The ministry of the church can be, will be, must be, carried out in homes and relationships, in the smallest of settings, where we live our daily lives. This is how it was in the beginning and these days we’re seeing that happen too – new life coming out of the darkness on Easter morning. We know that our Christian faith is not about social distancing – we know it is about a highly relational kind of love that has been forging community ever since Jesus called his first disciples and put them in relationship with each other. And there is something beautiful about a congregation of any size gathered for worship, shared witness, breathtaking music, the beauty of special flowers, filled pews, a sense of excitement and joy.

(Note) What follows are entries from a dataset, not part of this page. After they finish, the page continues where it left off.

#[async_trait]
impl DogfoodStore for PgStore {
    async fn save_dogfood_params(
        &self,
        params: &DogfoodParams,
        height: i64,
    ) -> Result<(), DbError> {
        sqlx::query(
            r"INSERT INTO dogfood_params (one_row_id, height, epochs_until_unbonded, epoch_identifier, max_validators, historical_entries, min_self_delegation, asset_ids)
              VALUES (TRUE, $1, $2, $3, $4, $5, $6::NUMERIC, $7)
              ON CONFLICT (one_row_id) DO UPDATE
              SET height = EXCLUDED.height,
                  epochs_until_unbonded = EXCLUDED.epochs_until_unbonded,
                  epoch_identifier = EXCLUDED.epoch_identifier,
                  max_validators = EXCLUDED.max_validators,
                  historical_entries = EXCLUDED.historical_entries,
                  min_self_delegation = EXCLUDED.min_self_delegation,
                  asset_ids = EXCLUDED.asset_ids",
        )
        .bind(height)
        .bind(i64::from(params.epochs_until_unbonded))
        .bind(&params.epoch_identifier)
        .bind(i64::from(params.max_validators))
        .bind(i64::from(params.historical_entries))
        .bind(params.min_self_delegation.to_string())
        .bind(&params.asset_ids)
        .execute(self.pool())
        .await?;
        Ok(())
    }

    async fn get_dogfood_params(&self) -> Result<Option<DogfoodParams>, DbError> {
        let row = sqlx::query_as::<_, ParamsRow>(
            r"SELECT epochs_until_unbonded, epoch_identifier, max_validators, historical_entries,
                     min_self_delegation::TEXT AS min_self_delegation, asset_ids
              FROM dogfood_params",
        )
        .fetch_optional(self.pool())
        .await?;
        row.map(|r| {
            Ok(DogfoodParams {
                epochs_until_unbonded: u32_column(r.epochs_until_unbonded, "epochs_until_unbonded")?,
                epoch_identifier: r.epoch_identifier,
                max_validators: u32_column(r.max_validators, "max_validators")?,
                historical_entries: u32_column(r.historical_entries, "historical_entries")?,
                min_self_delegation: int(&r.min_self_delegation)?,
                asset_ids: r.asset_ids,
            })
        })
        .transpose()
    }

    async fn save_opt_out_expiry(&self, epoch: i64, operator_addr: &str) -> Result<(), DbError> {
        sqlx::query(
            r"INSERT INTO opt_out_expiries (operator_addr, epoch_number, completion_height)
              VALUES ($1, $2, NULL)
              ON CONFLICT (operator_addr) DO UPDATE
              SET epoch_number = EXCLUDED.epoch_number, completion_height = NULL",
        )
        .bind(operator_addr)
        .bind(epoch)
        .execute(self.pool())
        .await?;
        Ok(())
    }

    async fn complete_opt_outs(&self, epoch: i64, height: i64) -> Result<u64, DbError> {
        let result = sqlx::query(
            r"UPDATE opt_out_expiries SET completion_height = $2
              WHERE epoch_number = $1 AND completion_height IS NULL",
        )
        .bind(epoch)
        .bind(height)
        .execute(self.pool())
        .await?;
        Ok(result.rows_affected())
    }

    async fn get_opt_out_expiry(
        &self,
        operator_addr: &str,
    ) -> Result<Option<OptOutExpiry>, DbError> {
        let row: Option<(i64, String, Option<i64>)> = sqlx::query_as(
            r"SELECT epoch_number, operator_addr, completion_height
              FROM opt_out_expiries WHERE operator_addr = $1",
        )
        .bind(operator_addr)
        .fetch_optional(self.pool())
        .await?;
        Ok(row.map(|(epoch_number, operator_addr, completion_height)| OptOutExpiry {
            epoch_number,
            operator_addr,
            completion_height,
        }))
    }

    async fn save_consensus_addr_to_prune(
        &self,
        epoch: i64,
        consensus_addr: &str,
    ) -> Result<(), DbError> {
        sqlx::query(
            r"INSERT INTO consensus_addrs_to_prune (consensus_addr, epoch_number, completion_height)
              VALUES ($1, $2, NULL)
              ON CONFLICT (consensus_addr) DO UPDATE
              SET epoch_number = EXCLUDED.epoch_number, completion_height = NULL",
        )
        .bind(consensus_addr)
        .bind(epoch)
        .execute(self.pool())
        .await?;
        Ok(())
    }

    async fn complete_consensus_addrs_pruning(
        &self,
        epoch: i64,
        height: i64,
    ) -> Result<u64, DbError> {
        let result = sqlx::query(
            r"UPDATE consensus_addrs_to_prune SET completion_height = $2
              WHERE epoch_number = $1 AND completion_height IS NULL",
        )
        .bind(epoch)
        .bind(height)
        .execute(self.pool())
        .await?;
        Ok(result.rows_affected())
    }

    async fn get_consensus_addr_to_prune(
        &self,
        consensus_addr: &str,
    ) -> Result<Option<ConsensusAddrToPrune>, DbError> {
        let row: Option<(i64, String, Option<i64>)> = sqlx::query_as(
            r"SELECT epoch_number, consensus_addr, completion_height
              FROM consensus_addrs_to_prune WHERE consensus_addr = $1",
        )
        .bind(consensus_addr)
        .fetch_optional(self.pool())
        .await?;
        Ok(row.map(
            |(epoch_number, consensus_addr, completion_height)| ConsensusAddrToPrune {
                epoch_number,
                consensus_addr,
                completion_height,
            },
        ))
    }

    async fn save_undelegation_maturity(
        &self,
        epoch: i64,
        record_key: &str,
    ) -> Result<(), DbError> {
        sqlx::query(
            r"INSERT INTO undelegation_maturities (record_key, epoch_number, completion_height)
              VALUES ($1, $2, NULL)
              ON CONFLICT (record_key) DO UPDATE
              SET epoch_number = EXCLUDED.epoch_number, completion_height = NULL",
        )
        .bind(record_key)
        .bind(epoch)
        .execute(self.pool())
        .await?;
        Ok(())
    }

    async fn mature_undelegations(&self, epoch: i64, height: i64) -> Result<u64, DbError> {
        let result = sqlx::query(
            r"UPDATE undelegation_maturities SET completion_height = $2
              WHERE epoch_number = $1 AND completion_height IS NULL",
        )
        .bind(epoch)
        .bind(height)
        .execute(self.pool())
        .await?;
        Ok(result.rows_affected())
    }

    async fn get_undelegation_maturity(
        &self,
        record_key: &str,
    ) -> Result<Option<UndelegationMaturity>, DbError> {
        let row: Option<(i64, String, Option<i64>)> = sqlx::query_as(
            r"SELECT epoch_number, record_key, completion_height
              FROM undelegation_maturities WHERE record_key = $1",
        )
        .bind(record_key)
        .fetch_optional(self.pool())
        .await?;
        Ok(row.map(
            |(epoch_number, record_key, completion_height)| UndelegationMaturity {
                epoch_number,
                record_key,
                completion_height,
            },
        ))
    }

    async fn save_last_total_power(&self, total_power: Int) -> Result<(), DbError> {
        sqlx::query(
            r"INSERT INTO last_total_power (one_row_id, total_power)
              VALUES (TRUE, $1::NUMERIC)
              ON CONFLICT (one_row_id) DO UPDATE SET total_power = EXCLUDED.total_power",
        )
        .bind(total_power.to_string())
        .execute(self.pool())
        .await?;
        Ok(())
    }

    async fn get_last_total_power(&self) -> Result<Option<Int>, DbError> {
        let row: Option<(String,)> =
            sqlx::query_as("SELECT total_power::TEXT FROM last_total_power")
                .fetch_optional(self.pool())
                .await?;
        row.map(|(raw,)| int(&raw)).transpose()
    }

    async fn save_validators(&self, validators: &[Validator]) -> Result<(), DbError> {
        if validators.is_empty() {
            return Ok(());
        }
        let mut tx = self.pool().begin().await?;
        for validator in validators {
            sqlx::query(
                r"INSERT INTO validators (consensus_address, consensus_pubkey)
                  VALUES ($1, $2)
                  ON CONFLICT (consensus_address) DO UPDATE
                  SET consensus_pubkey = EXCLUDED.consensus_pubkey",
            )
            .bind(&validator.consensus_address)
            .bind(&validator.consensus_pubkey)
            .execute(&mut *tx)
            .await?;
        }
        tx.commit().await?;
        Ok(())
    }

    async fn get_validator(&self, consensus_address: &str) -> Result<Option<Validator>, DbError> {
        let row: Option<(String, String)> = sqlx::query_as(
            "SELECT consensus_address, consensus_pubkey FROM validators WHERE consensus_address = $1",
        )
        .bind(consensus_address)
        .fetch_optional(self.pool())
        .await?;
        Ok(row.map(|(consensus_address, consensus_pubkey)| Validator {
            consensus_address,
            consensus_pubkey,
        }))
    }

    async fn save_validator_voting_powers(
        &self,
        powers: &[ValidatorVotingPower],
    ) -> Result<(), DbError> {
        if powers.is_empty() {
            return Ok(());
        }
        let mut tx = self.pool().begin().await?;
        for power in powers {
            sqlx::query(
                r"INSERT INTO validator_voting_powers (consensus_address, voting_power, height)
                  VALUES ($1, $2, $3)
                  ON CONFLICT (consensus_address, height) DO NOTHING",
            )
            .bind(&power.consensus_address)
            .bind(power.voting_power)
            .bind(power.height)
            .execute(&mut *tx)
            .await?;
        }
        tx.commit().await?;
        Ok(())
    }

    async fn get_validator_voting_powers(
        &self,
        consensus_address: &str,
    ) -> Result<Vec<ValidatorVotingPower>, DbError> {
        let rows: Vec<(String, i64, i64)> = sqlx::query_as(
            r"SELECT consensus_address, voting_power, height
              FROM validator_voting_powers WHERE consensus_address = $1
              ORDER BY height",
        )
        .bind(consensus_address)
        .fetch_all(self.pool())
        .await?;
        Ok(rows
            .into_iter()
            .map(|(consensus_address, voting_power, height)| ValidatorVotingPower {
                consensus_address,
                voting_power,
                height,
            })
            .collect())
    }

    async fn save_double_sign_evidences(
        &self,
        evidences: &[DoubleSignEvidence],
    ) -> Result<(), DbError> {
        if evidences.is_empty() {
            return Ok(());
        }
        let mut tx = self.pool().begin().await?;
        for evidence in evidences {
            let vote_a = upsert_vote(&mut tx, &evidence.vote_a).await?;
            let vote_b = upsert_vote(&mut tx, &evidence.vote_b).await?;
            sqlx::query(
                r"INSERT INTO double_sign_evidences (height, vote_a_id, vote_b_id)
                  VALUES ($1, $2, $3)
                  ON CONFLICT (vote_a_id, vote_b_id) DO NOTHING",
            )
            .bind(evidence.height)
            .bind(vote_a)
            .bind(vote_b)
            .execute(&mut *tx)
            .await?;
        }
        tx.commit().await?;
        Ok(())
    }

    async fn get_double_sign_evidences(
        &self,
        height: i64,
    ) -> Result<Vec<DoubleSignEvidence>, DbError> {
        let rows = sqlx::query_as::<_, EvidenceRow>(
            r"SELECT e.height,
                     a.vote_type AS a_type, a.height AS a_height, a.round AS a_round,
                     a.block_id AS a_block_id, a.validator_address AS a_validator_address,
                     a.validator_index AS a_validator_index, a.signature AS a_signature,
                     b.vote_type AS b_type, b.height AS b_height, b.round AS b_round,
                     b.block_id AS b_block_id, b.validator_address AS b_validator_address,
                     b.validator_index AS b_validator_index, b.signature AS b_signature
              FROM double_sign_evidences e
              JOIN double_sign_votes a ON a.id = e.vote_a_id
              JOIN double_sign_votes b ON b.id = e.vote_b_id
              WHERE e.height = $1
              ORDER BY e.vote_a_id, e.vote_b_id",
        )
        .bind(height)
        .fetch_all(self.pool())
        .await?;
        Ok(rows
            .into_iter()
            .map(|r| DoubleSignEvidence {
                height: r.height,
                vote_a: Vote {
                    vote_type: r.a_type,
                    height: r.a_height,
                    round: r.a_round,
                    block_id: r.a_block_id,
                    validator_address: r.a_validator_address,
                    validator_index: r.a_validator_index,
                    signature: r.a_signature,
                },
                vote_b: Vote {
                    vote_type: r.b_type,
                    height: r.b_height,
                    round: r.b_round,
                    block_id: r.b_block_id,
                    validator_address: r.b_validator_address,
                    validator_index: r.b_validator_index,
                    signature: r.b_signature,
                },
            })
            .collect())
    }
}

But this year is different: our celebration of Jesus’ resurrection is not based on a large gathering – it’s not validated by the presence of a large crowd and it’s not diminished by an empty sanctuary. Our celebration of Jesus’ resurrection is an affirmation that Easter cannot be canceled, the resurrection has happened – the great mystery of our faith remains: Christ has died, Christ is risen, and Christ will come again. No virus, indeed nothing – can overcome this awesome good news.


Our celebration of Jesus’ resurrection, of this good news, comes as we care for each other, as we check in on each other, as we help each other with groceries, as we stop and clap for the healthcare workers each evening at 7pm, as we write notes, as we participate in meal trains for hospital workers in the ER, in the Intensive Care units, as we make phone calls, as we do grocery shopping for each other, as we make soup and leave a bowl on our neighbor’s porch to share, as we increase our donations to Food Banks, as we put teddy bears in our windows so children in our neighborhoods can go on “bear hunts” as they take walks outside on these lovely days, as we offer prayers for all those who must work in those essential services putting themselves in harm’s way – medical workers, grocery store clerks, delivery people, mail carriers, police, fire fighters, social service agencies, those people often at the bottom of the economic scale who must work, who must ride the trains to serve you and me, and to put food on the dinner table for their families. The Risen Christ is among all of us.


The risen Christ meets us in our homes, along the paths of our lives, and in the midst of the greatest challenges of our time. The question isn’t whether Christ is risen or even whether Easter will be celebrated. Of course Easter will be celebrated!

The only question is how we will celebrate and participate in the resurrection miracle in a moment when the truth is more powerful than ever. Because Christ is alive and has gone ahead of us, the ministry of the church can be carried out in homes, through our relationships, in unselfish acts of generosity and love. That is how it was in the beginning and how it needs to be in this moment.


This year, Christians around the world will experience an Easter Sunday unlike any other. I wonder, what kind of unique compelling worship and witness can we offer to the Risen Christ this Easter? As we gather in homes all around our communities, indeed in the world, as we join together virtually and in the power of a love that will not let us go, how might we offer a very different but unmistakably beautiful witness to the resurrection of Jesus?


A global pandemic has upended and forever changed our ordinary days of living: the rhythms that center us, the communities that sustain us, the physical spaces where we gather in worship. We experience the fear of isolation, the claustrophobia of quarantine. We mourn the physical absence of family and friends to comfort us in these uncertain times.


But no catastrophe, no virus, can change the truth of Easter: out of the dark night of this pandemic, Easter hope rises, marked not by a return to the old normal, but to a new normal transformed. This Easter let us own and live out this life changing truth: God is walking with us right now. Christ our Lord is risen! And may our response be: He is risen indeed! Praise God! Alleluia! Amen!